● **What is needed**: Find the line with "filename src/router/builder.rs" and the line with "pub fn with_config(mut" in the entries below; output exactly those two lines, every line between them, and no others.

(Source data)
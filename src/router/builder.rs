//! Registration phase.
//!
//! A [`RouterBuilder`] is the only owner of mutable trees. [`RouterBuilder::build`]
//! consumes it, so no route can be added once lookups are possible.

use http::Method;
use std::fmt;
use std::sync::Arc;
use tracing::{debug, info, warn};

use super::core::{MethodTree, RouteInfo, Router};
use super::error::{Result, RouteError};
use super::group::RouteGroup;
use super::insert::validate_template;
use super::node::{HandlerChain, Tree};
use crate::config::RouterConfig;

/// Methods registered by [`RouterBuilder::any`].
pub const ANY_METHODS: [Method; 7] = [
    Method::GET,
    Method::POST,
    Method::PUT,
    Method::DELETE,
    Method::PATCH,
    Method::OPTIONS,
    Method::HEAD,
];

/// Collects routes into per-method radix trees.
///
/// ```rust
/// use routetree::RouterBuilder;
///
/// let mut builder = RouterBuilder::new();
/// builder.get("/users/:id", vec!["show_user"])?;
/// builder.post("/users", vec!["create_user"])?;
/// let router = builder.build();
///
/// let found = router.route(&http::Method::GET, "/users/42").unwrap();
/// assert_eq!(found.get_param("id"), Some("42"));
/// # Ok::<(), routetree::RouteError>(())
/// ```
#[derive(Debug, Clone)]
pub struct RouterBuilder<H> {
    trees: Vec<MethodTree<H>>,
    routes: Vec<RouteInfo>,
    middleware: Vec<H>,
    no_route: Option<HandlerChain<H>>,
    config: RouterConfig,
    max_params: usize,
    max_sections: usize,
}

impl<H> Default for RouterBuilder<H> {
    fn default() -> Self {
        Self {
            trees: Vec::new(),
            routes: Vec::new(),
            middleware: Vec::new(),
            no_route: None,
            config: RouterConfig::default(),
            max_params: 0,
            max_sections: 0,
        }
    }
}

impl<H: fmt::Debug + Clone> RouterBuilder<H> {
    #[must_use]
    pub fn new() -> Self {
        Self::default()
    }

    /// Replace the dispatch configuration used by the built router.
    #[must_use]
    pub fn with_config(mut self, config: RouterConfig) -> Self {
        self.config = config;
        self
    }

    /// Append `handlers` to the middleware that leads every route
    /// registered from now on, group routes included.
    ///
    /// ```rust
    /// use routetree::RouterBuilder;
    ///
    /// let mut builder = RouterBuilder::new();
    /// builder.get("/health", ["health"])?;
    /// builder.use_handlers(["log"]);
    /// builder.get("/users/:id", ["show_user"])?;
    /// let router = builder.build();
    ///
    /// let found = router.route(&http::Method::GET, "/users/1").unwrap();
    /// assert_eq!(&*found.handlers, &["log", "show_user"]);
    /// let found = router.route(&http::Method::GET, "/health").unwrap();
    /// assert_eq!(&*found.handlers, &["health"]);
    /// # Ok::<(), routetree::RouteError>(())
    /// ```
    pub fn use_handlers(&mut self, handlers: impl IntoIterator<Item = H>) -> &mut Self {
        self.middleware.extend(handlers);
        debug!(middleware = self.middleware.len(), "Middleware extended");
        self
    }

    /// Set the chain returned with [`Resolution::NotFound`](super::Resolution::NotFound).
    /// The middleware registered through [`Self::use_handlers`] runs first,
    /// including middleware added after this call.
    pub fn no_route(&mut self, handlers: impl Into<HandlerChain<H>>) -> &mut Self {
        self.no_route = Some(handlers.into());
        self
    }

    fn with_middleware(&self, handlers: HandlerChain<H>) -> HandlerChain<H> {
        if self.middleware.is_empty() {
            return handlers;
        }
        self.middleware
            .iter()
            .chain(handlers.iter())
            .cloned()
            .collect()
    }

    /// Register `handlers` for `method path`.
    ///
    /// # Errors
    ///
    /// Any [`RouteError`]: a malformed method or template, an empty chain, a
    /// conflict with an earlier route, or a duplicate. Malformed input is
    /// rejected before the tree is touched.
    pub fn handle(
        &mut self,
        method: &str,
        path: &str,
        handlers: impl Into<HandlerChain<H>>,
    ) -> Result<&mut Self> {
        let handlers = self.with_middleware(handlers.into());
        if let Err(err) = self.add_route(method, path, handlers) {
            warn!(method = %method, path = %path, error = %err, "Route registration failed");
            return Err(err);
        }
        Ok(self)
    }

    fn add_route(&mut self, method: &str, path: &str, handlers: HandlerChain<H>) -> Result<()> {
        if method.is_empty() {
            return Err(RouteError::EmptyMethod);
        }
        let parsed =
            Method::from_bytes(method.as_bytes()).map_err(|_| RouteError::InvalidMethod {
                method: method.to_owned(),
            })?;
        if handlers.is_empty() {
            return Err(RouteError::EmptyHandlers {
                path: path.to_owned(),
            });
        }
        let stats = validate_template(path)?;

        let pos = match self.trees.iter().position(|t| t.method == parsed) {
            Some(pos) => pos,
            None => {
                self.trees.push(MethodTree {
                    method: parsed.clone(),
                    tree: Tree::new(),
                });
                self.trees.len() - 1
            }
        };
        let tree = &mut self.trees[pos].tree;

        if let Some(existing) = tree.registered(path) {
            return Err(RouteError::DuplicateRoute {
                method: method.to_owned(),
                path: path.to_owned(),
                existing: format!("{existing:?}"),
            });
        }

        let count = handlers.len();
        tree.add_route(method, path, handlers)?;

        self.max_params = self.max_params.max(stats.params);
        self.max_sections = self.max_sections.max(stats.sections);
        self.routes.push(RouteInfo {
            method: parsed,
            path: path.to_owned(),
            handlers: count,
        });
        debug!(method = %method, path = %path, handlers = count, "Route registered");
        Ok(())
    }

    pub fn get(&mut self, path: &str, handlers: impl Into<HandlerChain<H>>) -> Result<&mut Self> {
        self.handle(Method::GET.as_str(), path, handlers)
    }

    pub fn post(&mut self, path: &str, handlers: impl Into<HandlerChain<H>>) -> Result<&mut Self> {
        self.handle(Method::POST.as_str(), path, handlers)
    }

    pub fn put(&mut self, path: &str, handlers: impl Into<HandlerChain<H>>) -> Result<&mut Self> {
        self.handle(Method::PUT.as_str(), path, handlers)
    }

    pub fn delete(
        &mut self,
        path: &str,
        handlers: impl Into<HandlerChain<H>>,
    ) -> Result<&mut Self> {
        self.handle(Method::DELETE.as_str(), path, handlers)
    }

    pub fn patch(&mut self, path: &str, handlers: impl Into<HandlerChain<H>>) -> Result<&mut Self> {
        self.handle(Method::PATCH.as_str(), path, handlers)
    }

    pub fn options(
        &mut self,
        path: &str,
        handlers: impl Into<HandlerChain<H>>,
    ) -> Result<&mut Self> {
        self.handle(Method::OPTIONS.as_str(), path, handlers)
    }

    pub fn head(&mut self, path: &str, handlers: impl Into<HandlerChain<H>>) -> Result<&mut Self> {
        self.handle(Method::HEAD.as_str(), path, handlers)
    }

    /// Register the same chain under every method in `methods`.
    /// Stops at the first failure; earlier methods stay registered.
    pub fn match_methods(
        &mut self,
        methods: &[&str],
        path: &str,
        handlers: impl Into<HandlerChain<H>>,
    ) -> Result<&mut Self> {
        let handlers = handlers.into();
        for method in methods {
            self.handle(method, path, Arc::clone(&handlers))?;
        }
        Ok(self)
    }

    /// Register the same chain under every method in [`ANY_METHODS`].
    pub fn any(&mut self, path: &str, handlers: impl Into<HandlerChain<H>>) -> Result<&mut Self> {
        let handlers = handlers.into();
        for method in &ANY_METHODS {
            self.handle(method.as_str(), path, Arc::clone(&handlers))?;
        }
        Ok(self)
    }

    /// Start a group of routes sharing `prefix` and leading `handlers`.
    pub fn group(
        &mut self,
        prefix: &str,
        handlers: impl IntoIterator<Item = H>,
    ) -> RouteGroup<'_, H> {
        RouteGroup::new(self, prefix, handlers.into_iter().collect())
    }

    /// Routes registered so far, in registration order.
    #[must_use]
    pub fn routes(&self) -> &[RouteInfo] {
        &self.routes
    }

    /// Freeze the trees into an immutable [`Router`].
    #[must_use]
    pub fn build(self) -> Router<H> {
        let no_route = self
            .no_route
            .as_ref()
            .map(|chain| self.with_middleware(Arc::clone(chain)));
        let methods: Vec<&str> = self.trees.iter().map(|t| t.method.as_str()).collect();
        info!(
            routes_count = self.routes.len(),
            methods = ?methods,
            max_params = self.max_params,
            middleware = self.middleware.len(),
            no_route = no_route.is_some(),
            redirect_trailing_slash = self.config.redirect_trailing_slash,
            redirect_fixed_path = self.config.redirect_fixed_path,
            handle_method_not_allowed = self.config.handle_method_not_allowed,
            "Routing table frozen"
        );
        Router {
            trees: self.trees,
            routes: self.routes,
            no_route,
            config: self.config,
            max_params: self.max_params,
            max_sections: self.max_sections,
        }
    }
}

...

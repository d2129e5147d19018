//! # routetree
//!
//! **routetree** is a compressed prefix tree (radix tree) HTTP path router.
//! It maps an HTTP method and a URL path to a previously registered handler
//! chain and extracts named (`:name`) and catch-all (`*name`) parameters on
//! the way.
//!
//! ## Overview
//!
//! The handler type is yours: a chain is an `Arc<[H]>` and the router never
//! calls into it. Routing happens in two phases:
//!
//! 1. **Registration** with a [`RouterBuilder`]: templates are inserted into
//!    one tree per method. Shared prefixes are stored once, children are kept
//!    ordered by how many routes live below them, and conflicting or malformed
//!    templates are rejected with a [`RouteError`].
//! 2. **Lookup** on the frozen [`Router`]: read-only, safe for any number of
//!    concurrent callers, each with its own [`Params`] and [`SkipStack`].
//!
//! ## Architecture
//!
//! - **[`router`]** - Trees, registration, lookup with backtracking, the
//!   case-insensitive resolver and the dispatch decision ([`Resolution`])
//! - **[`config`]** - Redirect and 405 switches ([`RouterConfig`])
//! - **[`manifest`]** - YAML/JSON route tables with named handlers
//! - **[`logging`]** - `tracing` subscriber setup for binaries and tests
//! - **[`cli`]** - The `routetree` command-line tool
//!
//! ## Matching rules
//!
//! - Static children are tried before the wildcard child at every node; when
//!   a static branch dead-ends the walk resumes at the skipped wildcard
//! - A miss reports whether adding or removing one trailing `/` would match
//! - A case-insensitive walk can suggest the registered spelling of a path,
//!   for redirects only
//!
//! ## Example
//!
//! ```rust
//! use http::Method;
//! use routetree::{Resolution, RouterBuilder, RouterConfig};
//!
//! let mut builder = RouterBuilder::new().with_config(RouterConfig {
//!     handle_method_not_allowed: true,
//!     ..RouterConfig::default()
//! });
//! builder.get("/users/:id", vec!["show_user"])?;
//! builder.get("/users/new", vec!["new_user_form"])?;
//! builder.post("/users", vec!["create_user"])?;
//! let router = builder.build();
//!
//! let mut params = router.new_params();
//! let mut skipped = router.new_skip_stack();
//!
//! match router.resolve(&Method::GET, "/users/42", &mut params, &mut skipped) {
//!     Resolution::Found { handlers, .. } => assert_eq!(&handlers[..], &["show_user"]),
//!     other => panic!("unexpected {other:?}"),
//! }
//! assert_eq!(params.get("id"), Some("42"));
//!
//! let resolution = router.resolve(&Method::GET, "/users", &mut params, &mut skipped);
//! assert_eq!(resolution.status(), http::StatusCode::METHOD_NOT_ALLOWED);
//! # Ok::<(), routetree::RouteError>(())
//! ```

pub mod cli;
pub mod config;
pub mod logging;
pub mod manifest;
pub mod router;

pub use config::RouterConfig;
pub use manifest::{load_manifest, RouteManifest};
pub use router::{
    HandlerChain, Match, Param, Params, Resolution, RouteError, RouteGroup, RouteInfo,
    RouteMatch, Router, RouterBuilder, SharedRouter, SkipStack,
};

● **Exercise answer**:
filename src/router/builder.rs
//! Registration phase.
//!
//! A [`RouterBuilder`] is the only owner of mutable trees. [`RouterBuilder::build`]
//! consumes it, so no route can be added once lookups are possible.

use http::Method;
use std::fmt;
use std::sync::Arc;
use tracing::{debug, info, warn};

use super::core::{MethodTree, RouteInfo, Router};
use super::error::{Result, RouteError};
use super::group::RouteGroup;
use super::insert::validate_template;
use super::node::{HandlerChain, Tree};
use crate::config::RouterConfig;

/// Methods registered by [`RouterBuilder::any`].
pub const ANY_METHODS: [Method; 7] = [
    Method::GET,
    Method::POST,
    Method::PUT,
    Method::DELETE,
    Method::PATCH,
    Method::OPTIONS,
    Method::HEAD,
];

/// Collects routes into per-method radix trees.
///
/// ```rust
/// use routetree::RouterBuilder;
///
/// let mut builder = RouterBuilder::new();
/// builder.get("/users/:id", vec!["show_user"])?;
/// builder.post("/users", vec!["create_user"])?;
/// let router = builder.build();
///
/// let found = router.route(&http::Method::GET, "/users/42").unwrap();
/// assert_eq!(found.get_param("id"), Some("42"));
/// # Ok::<(), routetree::RouteError>(())
/// ```
#[derive(Debug, Clone)]
pub struct RouterBuilder<H> {
    trees: Vec<MethodTree<H>>,
    routes: Vec<RouteInfo>,
    middleware: Vec<H>,
    no_route: Option<HandlerChain<H>>,
    config: RouterConfig,
    max_params: usize,
    max_sections: usize,
}

impl<H> Default for RouterBuilder<H> {
    fn default() -> Self {
        Self {
            trees: Vec::new(),
            routes: Vec::new(),
            middleware: Vec::new(),
            no_route: None,
            config: RouterConfig::default(),
            max_params: 0,
            max_sections: 0,
        }
    }
}

impl<H: fmt::Debug + Clone> RouterBuilder<H> {
    #[must_use]
    pub fn new() -> Self {
        Self::default()
    }

    /// Replace the dispatch configuration used by the built router.
    #[must_use]
    pub fn with_config(mut self, config: RouterConfig) -> Self {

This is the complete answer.